[Stored records]
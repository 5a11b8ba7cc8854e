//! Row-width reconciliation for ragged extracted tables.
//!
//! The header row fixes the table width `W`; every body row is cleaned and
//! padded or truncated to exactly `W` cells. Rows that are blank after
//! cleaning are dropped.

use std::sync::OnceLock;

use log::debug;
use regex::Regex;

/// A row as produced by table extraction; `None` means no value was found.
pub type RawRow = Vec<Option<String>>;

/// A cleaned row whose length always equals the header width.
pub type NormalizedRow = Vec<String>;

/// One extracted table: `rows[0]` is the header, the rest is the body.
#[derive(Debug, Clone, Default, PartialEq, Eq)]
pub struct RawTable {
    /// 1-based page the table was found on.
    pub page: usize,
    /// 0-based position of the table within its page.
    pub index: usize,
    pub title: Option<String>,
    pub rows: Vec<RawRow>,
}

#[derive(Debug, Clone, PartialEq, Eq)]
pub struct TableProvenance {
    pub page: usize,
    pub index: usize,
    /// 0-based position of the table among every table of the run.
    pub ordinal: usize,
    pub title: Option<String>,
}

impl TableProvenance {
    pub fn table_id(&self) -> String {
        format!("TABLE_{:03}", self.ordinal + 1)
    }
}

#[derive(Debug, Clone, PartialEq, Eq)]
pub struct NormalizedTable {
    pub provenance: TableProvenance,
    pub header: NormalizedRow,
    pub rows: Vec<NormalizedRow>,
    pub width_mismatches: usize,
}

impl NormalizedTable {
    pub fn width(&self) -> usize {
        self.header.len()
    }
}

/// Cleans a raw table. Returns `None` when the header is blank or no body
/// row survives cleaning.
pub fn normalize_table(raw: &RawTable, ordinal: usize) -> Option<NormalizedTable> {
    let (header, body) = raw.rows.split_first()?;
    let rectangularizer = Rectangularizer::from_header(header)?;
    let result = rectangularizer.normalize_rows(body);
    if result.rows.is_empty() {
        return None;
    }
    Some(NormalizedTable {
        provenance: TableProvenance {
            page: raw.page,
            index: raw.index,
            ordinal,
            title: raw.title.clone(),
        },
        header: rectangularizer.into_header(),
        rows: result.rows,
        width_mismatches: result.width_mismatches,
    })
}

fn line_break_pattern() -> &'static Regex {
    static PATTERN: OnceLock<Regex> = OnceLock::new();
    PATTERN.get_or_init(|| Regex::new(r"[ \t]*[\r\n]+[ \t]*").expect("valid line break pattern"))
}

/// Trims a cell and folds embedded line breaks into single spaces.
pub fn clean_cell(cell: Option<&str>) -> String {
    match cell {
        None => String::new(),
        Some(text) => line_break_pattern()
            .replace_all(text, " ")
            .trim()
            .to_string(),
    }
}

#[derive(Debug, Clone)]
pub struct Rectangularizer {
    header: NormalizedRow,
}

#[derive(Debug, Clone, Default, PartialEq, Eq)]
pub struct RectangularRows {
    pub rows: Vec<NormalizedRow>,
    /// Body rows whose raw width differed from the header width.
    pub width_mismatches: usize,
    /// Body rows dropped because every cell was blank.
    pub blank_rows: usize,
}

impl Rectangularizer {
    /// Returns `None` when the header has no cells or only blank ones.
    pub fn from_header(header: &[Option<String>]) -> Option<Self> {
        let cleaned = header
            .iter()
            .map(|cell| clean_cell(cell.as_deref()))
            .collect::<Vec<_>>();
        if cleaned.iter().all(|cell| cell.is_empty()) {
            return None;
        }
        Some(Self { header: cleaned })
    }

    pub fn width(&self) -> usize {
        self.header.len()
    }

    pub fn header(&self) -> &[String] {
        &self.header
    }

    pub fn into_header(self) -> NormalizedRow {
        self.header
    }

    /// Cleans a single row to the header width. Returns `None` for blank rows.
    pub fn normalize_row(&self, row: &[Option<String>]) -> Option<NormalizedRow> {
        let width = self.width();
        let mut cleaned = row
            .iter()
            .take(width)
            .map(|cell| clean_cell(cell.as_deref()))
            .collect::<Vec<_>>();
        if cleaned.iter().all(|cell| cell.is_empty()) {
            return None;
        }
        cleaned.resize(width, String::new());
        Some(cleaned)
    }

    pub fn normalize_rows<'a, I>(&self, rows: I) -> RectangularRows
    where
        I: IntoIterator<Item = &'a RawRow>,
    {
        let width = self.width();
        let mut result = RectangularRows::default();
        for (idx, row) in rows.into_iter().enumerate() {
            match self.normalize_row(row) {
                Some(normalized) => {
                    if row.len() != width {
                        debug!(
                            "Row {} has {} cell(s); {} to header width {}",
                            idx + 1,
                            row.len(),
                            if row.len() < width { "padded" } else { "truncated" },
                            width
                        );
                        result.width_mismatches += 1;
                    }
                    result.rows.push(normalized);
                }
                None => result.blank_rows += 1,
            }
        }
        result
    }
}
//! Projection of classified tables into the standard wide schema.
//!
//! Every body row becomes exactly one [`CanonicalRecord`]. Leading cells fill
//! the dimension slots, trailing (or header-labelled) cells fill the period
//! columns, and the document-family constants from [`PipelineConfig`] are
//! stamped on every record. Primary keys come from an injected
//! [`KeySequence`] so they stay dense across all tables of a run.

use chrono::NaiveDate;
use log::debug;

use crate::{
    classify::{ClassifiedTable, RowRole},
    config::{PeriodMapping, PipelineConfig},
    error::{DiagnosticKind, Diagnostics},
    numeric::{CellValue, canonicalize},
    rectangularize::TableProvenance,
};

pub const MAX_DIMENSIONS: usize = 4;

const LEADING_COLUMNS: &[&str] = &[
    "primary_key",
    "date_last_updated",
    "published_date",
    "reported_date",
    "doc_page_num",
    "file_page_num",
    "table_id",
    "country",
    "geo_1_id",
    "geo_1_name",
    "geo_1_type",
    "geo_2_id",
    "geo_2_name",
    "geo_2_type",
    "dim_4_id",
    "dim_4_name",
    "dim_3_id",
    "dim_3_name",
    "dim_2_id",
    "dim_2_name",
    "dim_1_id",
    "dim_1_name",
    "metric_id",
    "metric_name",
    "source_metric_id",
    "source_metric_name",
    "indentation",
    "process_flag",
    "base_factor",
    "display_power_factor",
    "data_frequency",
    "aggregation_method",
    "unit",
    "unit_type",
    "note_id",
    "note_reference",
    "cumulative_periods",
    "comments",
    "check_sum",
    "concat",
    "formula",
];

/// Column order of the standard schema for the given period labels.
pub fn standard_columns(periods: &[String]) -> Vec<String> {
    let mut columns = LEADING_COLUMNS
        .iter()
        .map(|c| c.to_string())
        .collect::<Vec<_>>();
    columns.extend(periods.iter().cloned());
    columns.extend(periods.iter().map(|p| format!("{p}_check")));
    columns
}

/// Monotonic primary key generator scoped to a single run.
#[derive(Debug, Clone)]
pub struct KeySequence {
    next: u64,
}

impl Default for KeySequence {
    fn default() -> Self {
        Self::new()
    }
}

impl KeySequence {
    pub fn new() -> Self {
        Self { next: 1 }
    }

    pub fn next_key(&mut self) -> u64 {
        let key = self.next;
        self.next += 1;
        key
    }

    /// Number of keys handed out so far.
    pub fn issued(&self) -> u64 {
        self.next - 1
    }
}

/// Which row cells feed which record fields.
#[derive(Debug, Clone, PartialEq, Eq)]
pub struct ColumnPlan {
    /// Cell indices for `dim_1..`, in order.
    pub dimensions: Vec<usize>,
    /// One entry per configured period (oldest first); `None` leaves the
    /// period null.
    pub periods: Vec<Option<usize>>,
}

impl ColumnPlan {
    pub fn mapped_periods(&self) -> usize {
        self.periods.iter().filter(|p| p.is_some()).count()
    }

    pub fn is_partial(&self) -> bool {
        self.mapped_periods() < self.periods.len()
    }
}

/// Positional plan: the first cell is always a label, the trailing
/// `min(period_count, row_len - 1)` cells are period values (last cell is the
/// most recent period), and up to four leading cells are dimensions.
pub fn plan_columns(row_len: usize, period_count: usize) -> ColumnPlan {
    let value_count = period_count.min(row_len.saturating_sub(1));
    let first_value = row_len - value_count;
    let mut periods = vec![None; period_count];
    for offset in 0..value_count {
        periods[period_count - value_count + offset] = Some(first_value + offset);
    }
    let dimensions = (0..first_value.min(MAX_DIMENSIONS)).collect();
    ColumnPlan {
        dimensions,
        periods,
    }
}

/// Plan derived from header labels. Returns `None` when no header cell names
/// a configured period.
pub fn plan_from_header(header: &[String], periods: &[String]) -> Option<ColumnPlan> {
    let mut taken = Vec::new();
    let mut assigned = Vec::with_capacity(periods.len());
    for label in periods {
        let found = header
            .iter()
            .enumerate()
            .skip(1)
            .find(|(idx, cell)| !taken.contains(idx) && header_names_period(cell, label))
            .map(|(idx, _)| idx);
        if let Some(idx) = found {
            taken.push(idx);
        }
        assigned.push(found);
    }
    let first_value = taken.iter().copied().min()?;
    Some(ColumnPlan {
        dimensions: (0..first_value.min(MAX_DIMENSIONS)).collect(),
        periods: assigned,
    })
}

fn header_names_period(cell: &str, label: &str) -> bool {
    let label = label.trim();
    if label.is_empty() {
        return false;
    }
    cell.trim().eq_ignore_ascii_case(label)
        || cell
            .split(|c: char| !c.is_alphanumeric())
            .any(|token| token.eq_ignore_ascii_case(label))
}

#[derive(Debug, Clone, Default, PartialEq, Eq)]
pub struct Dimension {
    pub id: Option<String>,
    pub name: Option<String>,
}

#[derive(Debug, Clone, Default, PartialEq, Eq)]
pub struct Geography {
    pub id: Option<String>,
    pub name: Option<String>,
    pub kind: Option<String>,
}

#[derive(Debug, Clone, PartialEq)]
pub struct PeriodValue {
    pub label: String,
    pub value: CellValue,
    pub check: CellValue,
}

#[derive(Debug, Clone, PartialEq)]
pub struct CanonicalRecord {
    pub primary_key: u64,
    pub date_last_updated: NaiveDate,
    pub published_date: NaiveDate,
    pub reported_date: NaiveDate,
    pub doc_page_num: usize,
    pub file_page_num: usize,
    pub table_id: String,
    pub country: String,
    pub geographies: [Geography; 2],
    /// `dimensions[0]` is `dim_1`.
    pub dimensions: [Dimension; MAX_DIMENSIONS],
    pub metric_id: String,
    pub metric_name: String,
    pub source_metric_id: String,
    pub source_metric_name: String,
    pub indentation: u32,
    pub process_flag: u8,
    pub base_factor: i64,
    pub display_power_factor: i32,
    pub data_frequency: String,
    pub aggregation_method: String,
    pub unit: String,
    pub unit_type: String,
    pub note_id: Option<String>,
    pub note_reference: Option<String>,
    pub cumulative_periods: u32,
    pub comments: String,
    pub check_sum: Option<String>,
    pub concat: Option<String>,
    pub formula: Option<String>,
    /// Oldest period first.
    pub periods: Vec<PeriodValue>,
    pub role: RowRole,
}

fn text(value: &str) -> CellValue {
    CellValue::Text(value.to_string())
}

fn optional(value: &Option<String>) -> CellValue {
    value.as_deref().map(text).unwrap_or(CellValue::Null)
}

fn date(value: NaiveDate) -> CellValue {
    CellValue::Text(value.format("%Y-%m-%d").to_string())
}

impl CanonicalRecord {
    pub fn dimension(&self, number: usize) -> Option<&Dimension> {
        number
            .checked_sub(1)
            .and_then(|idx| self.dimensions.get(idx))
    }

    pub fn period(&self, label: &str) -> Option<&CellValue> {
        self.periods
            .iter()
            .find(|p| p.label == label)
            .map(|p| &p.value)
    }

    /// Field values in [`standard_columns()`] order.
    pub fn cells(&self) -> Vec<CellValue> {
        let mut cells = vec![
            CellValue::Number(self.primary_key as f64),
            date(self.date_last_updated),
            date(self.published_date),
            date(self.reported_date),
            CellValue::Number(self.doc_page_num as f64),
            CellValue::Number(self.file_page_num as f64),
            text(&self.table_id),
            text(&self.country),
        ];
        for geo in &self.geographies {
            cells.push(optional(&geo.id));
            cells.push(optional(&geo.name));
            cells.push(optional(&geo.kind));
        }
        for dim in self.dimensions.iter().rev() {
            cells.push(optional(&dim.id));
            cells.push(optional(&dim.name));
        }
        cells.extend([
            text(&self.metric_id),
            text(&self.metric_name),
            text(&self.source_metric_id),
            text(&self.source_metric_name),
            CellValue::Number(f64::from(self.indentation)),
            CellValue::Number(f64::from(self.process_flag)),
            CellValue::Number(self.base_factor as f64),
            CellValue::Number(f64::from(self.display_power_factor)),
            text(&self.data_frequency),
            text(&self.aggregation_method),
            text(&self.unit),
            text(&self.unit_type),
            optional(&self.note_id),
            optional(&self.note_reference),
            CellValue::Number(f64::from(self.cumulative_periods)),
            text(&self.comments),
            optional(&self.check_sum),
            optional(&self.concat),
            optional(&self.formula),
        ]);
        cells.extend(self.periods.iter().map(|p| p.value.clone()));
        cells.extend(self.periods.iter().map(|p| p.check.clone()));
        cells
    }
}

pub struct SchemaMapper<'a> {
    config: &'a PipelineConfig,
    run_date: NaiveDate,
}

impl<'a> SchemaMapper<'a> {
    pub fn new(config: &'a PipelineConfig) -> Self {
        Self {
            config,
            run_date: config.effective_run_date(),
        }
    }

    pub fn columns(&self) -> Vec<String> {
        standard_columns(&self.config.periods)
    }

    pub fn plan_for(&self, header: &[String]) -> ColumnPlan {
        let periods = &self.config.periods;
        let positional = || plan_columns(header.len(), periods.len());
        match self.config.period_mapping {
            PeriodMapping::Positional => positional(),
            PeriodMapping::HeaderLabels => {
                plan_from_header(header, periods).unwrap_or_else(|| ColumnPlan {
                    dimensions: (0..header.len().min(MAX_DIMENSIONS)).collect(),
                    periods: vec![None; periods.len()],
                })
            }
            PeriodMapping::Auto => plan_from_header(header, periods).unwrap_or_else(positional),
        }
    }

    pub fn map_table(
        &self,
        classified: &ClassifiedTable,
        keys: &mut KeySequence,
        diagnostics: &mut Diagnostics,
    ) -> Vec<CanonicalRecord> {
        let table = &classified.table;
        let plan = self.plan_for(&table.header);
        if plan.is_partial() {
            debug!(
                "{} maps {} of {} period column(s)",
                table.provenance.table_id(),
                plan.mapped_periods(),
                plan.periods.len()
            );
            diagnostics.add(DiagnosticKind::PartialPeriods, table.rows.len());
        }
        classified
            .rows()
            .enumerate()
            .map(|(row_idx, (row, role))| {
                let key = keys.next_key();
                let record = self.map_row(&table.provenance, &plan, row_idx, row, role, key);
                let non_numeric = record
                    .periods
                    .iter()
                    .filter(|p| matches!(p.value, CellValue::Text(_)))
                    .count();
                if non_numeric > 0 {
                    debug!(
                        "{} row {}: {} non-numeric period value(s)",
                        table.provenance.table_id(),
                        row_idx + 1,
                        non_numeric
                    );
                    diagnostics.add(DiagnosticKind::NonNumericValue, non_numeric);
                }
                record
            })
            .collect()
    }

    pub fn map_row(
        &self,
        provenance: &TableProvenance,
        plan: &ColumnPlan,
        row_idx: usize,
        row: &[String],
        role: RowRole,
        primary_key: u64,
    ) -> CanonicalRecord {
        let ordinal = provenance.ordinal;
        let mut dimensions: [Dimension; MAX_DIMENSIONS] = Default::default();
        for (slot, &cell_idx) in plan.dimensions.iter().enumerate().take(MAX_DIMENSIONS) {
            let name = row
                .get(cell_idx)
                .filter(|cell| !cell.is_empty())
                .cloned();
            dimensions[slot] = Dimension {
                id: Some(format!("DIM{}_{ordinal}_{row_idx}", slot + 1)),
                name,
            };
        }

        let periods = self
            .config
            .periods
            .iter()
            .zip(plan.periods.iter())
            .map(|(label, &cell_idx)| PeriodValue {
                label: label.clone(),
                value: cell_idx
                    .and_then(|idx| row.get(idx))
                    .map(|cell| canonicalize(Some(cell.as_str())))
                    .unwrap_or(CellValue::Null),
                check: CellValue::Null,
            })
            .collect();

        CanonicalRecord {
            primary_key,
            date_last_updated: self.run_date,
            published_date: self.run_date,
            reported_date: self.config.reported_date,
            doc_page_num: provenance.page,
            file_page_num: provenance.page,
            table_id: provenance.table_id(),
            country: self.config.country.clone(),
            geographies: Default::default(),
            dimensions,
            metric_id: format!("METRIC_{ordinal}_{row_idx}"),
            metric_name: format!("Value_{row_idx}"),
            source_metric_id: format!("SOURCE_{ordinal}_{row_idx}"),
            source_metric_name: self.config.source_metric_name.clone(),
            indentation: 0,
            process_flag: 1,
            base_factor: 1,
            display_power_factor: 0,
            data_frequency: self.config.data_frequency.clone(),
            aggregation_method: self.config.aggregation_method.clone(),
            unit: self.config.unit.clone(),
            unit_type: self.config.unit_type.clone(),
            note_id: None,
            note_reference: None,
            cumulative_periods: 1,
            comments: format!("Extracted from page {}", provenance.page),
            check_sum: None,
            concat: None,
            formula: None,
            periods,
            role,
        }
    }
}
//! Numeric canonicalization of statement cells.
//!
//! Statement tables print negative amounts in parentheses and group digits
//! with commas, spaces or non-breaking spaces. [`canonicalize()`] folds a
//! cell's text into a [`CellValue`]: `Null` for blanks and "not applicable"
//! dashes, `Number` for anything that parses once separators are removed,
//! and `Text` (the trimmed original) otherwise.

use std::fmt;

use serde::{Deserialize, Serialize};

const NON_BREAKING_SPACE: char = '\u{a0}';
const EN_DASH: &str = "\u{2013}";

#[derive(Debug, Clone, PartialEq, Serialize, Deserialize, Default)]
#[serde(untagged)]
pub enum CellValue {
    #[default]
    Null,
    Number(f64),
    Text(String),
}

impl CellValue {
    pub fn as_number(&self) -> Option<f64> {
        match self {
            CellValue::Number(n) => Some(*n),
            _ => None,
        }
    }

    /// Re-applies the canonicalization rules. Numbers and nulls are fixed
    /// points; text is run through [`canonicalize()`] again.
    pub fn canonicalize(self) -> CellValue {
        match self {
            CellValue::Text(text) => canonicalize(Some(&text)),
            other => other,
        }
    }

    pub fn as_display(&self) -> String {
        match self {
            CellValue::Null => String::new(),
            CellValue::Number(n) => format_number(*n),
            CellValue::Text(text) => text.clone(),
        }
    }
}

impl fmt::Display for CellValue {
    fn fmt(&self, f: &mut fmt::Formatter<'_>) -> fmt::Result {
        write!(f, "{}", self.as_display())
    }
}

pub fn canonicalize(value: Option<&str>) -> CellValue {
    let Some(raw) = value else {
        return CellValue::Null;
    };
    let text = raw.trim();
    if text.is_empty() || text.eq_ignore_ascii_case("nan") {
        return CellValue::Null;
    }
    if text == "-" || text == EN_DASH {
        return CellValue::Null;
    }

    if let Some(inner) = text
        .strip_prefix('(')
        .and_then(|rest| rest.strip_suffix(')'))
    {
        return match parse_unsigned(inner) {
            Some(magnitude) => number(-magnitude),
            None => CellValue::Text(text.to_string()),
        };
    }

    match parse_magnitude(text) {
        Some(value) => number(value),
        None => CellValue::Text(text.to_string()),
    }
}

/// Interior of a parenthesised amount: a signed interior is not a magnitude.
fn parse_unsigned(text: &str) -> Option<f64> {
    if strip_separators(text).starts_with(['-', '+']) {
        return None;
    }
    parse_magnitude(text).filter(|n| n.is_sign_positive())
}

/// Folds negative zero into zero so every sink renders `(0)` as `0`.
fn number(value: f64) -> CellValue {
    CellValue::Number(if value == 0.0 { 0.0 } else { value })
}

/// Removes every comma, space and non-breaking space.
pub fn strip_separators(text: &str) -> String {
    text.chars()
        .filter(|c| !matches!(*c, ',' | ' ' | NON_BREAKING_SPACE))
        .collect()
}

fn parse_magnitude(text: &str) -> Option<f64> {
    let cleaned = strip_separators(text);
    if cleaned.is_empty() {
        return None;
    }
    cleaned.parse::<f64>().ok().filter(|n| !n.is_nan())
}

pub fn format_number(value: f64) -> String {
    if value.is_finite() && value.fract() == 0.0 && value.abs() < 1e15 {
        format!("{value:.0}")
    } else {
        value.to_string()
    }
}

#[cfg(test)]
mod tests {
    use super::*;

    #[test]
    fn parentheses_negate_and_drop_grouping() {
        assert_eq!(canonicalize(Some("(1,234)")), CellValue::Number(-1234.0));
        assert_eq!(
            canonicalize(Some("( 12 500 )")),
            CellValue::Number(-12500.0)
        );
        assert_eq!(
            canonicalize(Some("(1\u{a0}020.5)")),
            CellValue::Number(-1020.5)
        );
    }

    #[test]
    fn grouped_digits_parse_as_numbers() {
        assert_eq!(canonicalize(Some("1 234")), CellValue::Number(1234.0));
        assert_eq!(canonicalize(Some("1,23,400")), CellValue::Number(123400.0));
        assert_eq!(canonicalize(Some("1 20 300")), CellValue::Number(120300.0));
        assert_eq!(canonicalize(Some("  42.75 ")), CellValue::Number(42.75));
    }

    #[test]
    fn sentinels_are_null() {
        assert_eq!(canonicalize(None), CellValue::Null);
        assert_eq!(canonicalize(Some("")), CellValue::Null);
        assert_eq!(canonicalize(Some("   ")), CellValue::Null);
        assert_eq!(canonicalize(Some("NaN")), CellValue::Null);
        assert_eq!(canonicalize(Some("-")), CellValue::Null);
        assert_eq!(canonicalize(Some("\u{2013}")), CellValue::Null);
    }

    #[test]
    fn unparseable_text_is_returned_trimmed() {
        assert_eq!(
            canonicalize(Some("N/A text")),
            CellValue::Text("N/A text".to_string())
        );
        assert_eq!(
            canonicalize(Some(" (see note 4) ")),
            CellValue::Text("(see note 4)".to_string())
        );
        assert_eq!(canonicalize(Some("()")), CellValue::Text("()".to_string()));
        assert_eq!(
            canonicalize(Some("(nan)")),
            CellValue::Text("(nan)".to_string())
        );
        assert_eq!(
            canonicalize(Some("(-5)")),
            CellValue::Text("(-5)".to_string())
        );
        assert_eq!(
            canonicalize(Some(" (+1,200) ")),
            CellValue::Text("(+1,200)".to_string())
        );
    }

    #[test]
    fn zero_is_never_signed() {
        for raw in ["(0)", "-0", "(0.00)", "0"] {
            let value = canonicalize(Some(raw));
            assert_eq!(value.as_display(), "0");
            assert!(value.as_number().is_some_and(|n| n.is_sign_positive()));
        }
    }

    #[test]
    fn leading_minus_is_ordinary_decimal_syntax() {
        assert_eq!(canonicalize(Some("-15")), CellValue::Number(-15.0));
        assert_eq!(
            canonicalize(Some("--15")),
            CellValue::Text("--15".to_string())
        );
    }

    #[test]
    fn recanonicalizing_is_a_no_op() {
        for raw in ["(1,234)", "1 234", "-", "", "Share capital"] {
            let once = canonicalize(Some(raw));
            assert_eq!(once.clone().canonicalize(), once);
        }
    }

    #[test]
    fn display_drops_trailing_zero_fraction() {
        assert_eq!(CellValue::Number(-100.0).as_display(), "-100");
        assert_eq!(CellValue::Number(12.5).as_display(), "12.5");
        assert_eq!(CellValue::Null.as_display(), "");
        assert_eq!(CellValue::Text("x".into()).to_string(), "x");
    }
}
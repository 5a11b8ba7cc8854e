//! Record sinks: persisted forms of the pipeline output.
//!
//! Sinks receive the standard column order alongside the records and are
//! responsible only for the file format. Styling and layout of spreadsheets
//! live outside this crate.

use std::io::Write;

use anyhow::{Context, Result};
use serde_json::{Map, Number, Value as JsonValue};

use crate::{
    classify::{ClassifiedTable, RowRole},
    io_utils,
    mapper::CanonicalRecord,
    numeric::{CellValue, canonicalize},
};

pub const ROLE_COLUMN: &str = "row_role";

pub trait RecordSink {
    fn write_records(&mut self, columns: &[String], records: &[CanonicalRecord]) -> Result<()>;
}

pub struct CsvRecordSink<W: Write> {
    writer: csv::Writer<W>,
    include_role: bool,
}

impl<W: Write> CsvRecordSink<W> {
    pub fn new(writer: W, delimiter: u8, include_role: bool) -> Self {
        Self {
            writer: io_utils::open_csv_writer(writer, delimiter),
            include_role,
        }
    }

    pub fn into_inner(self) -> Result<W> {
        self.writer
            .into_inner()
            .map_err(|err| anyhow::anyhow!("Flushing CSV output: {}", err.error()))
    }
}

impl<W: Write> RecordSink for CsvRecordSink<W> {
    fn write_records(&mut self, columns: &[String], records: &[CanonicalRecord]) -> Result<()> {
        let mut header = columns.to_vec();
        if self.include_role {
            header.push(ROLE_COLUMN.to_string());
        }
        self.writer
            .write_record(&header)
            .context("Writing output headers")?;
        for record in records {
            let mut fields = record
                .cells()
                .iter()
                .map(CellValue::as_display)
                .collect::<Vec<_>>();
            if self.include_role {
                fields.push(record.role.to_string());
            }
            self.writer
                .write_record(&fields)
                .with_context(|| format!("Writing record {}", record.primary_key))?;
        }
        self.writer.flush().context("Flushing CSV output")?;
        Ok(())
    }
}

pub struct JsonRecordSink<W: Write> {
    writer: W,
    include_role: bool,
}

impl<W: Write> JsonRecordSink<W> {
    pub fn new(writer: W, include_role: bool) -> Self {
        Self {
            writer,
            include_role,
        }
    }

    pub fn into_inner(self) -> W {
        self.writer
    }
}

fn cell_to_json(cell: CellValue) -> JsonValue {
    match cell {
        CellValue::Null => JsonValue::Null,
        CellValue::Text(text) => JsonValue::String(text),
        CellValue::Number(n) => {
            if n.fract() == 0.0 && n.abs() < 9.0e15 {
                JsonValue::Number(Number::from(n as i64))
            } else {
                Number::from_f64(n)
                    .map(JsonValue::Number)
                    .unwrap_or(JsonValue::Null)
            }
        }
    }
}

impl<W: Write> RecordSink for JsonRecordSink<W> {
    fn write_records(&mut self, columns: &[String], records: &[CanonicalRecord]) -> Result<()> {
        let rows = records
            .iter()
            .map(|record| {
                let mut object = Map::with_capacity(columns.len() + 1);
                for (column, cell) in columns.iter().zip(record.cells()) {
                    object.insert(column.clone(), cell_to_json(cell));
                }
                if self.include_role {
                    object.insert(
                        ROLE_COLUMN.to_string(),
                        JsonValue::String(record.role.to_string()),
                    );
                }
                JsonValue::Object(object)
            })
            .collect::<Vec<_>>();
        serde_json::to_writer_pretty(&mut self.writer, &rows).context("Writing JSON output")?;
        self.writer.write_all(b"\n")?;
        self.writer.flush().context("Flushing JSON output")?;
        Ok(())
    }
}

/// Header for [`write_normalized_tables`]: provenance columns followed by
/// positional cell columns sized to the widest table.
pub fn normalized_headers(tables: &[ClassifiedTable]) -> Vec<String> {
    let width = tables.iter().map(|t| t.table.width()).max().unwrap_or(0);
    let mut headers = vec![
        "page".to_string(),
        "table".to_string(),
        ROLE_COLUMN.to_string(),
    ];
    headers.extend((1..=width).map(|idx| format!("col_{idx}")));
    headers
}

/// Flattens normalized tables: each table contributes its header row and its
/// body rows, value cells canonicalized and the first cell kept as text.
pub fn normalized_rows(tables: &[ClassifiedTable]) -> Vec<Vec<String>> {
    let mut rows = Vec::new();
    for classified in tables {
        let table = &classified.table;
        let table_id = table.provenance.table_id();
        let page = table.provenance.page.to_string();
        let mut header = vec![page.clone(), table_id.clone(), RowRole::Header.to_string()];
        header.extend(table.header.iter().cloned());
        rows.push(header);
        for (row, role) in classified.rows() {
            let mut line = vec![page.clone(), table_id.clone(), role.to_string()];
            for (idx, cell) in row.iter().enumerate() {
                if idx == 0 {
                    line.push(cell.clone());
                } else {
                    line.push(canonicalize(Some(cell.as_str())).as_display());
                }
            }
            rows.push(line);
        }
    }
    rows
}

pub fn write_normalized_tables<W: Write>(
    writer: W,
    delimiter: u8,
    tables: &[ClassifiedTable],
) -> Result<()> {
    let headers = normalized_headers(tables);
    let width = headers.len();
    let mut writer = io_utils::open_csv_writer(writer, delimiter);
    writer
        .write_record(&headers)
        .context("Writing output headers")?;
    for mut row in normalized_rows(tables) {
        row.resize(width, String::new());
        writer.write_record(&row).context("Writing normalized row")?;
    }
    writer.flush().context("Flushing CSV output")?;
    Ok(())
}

• _Try it_: The line containing "was found on." marks the end. Please print exactly every line from the top of the data to it, both included, and nothing more.

• _Solution to the exercise_:
repository 5a11b8ba7cc8854e
//! Row-width reconciliation for ragged extracted tables.
//!
//! The header row fixes the table width `W`; every body row is cleaned and
//! padded or truncated to exactly `W` cells. Rows that are blank after
//! cleaning are dropped.

use std::sync::OnceLock;

use log::debug;
use regex::Regex;

/// A row as produced by table extraction; `None` means no value was found.
pub type RawRow = Vec<Option<String>>;

/// A cleaned row whose length always equals the header width.
pub type NormalizedRow = Vec<String>;

/// One extracted table: `rows[0]` is the header, the rest is the body.
#[derive(Debug, Clone, Default, PartialEq, Eq)]
pub struct RawTable {
    /// 1-based page the table was found on.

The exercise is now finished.